Thomson Reuters Corp reported on Friday a 15 percent fall in operating profit because of declining revenue and higher costs at its division that serves the financial industry.
The slip in profit in the third quarter underscored the problems facing some of Thomson Reuters' clients, such as banks and brokerages that are reducing staff and trimming costs to cope with increased regulation and the struggling global economy.
At the same time, Thomson Reuters is investing in customer service for its flagship product Eikon, which targets the financial sector.
While the global news and information provider reaffirmed its 2012 forecast, its underlying operating profit, which excludes divestitures, fell to $585 million from $690 million. The corresponding margin slipped to 18.5 percent from 21.6 percent in the same period a year ago.
The company said that in the third quarter last year, its underlying profit margin was "the high-water mark" for 2011.
"The big headline is the decline in operating profit," said Claudio Aspesi, senior analyst at Sanford Bernstein & Co. "It's clear they need to be aggressive on costs. There is no way of knowing when the top-line will recover."
Third-quarter revenue from ongoing businesses this year rose 1 percent before currency changes to $3.2 billion. That is in-line with analysts' expectations, according to Thomson Reuters I/B/E/S. Stripping out acquisitions, divestitures and currency changes, revenue fell 1 percent.
Thomson Reuters' Eikon desktops totaled 25,600 at the end of the third quarter, up about 35 percent from the end of the second quarter.
Thomson Reuters Chief Executive James Smith said in a memo to employees that last month the company sold 1,000 Eikon terminals a week; two-thirds were upgrades and one-third were new sales.
Still, an increase in revenue of 1 percent and 3 percent at the company's Legal and Tax & Accounting divisions, respectively, could not offset a 2 percent decline in organic revenue at the Financial & Risk division, which serves banks.

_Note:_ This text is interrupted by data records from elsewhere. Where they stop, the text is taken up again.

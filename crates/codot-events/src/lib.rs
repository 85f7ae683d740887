//! # codot-events
//!
//! Editor event pub/sub for Codot clients.
//!
//! Clients subscribe to one of the fixed [`EventType`]s with an optional
//! [`EventFilter`]. Published events land in a single bounded queue shared by
//! every subscriber; clients drain it with [`EventBus::poll`]. Subscriptions
//! created with `push` over a live connection are also delivered immediately
//! through the installed [`EventSink`].

#![deny(unsafe_code)]

pub mod bus;
pub mod errors;
pub mod event_type;
pub mod filter;

pub use bus::{Event, EventBus, EventSink, SubscribeOptions, SubscriptionInfo, SubscriptionStats};
pub use errors::EventBusError;
pub use event_type::EventType;
pub use filter::{EventFilter, Severity};

/// Default capacity of the shared event queue.
pub const DEFAULT_QUEUE_CAPACITY: usize = 100;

The company's trading business within its Financial & Risk operation recorded an 8 percent decline in revenue to $816 million in the quarter. Before currency effects it dropped 4 percent.
Citing the challenging environment, the company said to expect further operational improvements.
"We have to keep moving faster at removing complexity in the organization. There is too much siloed behavior and too many layers," Smith said in an interview. "I am looking for as much as anything to stop spending on things that don't make a difference."
Smith emphasized that the company reaffirmed its outlook. In February, the company forecast 2012 revenue growth in the low single-digits and underlying operating profit margin of between 18 percent and 19 percent.
Thomson Reuters is not the only market data provider to feel the reverberations from the cutbacks occurring in the banking sector and persistent economic weakness dogging Europe.
In September, FactSet Research Systems reported its weakest revenue growth in two years..
Privately held Bloomberg LP, which competes with Thomson Reuters on several fronts, is seeing growth of its terminal sales to financial institutions slowing, according to a recent report in the New York Post. A Bloomberg spokeswoman declined to comment.
For the quarter, Thomson Reuters reported adjusted earnings per share of 54 cents, unchanged from the same period a year ago. Analysts, on average, had forecast earnings per share of 48 cents, according to Thomson Reuters I/B/E/S.
The company recorded a net tax benefit of $140 million in the period, a reversal of a tax expense of $145 million in the same period a year earlier.
Smith said that he does not expect net sales to financial institutions to turn positive in the fourth quarter.
The net sales trend is an important gauge of the company's future performance because subscription-based revenue typically lags sales by about 12 months.
"We're gaining momentum and traction but the down drafts at the big global banks and in Europe (are) still off setting improved traction and momentum," Smith said, declining to provide sales figures.
In the United States, financial companies plan to cut 28,000 jobs through the first nine months of this year, compared with 54,000 jobs during the same period in 2011, according to Challenger, Gray & Christmas.
Swiss bank UBS said earlier this week that it planned to fire 10,000 employees, or 15 percent, in an effort to save billions of dollars.
New York-listed shares of Thomson Reuters are up 6 percent at $28.43 year-to-date, while its Toronto-listed shares are up 3 percent at C$28.43.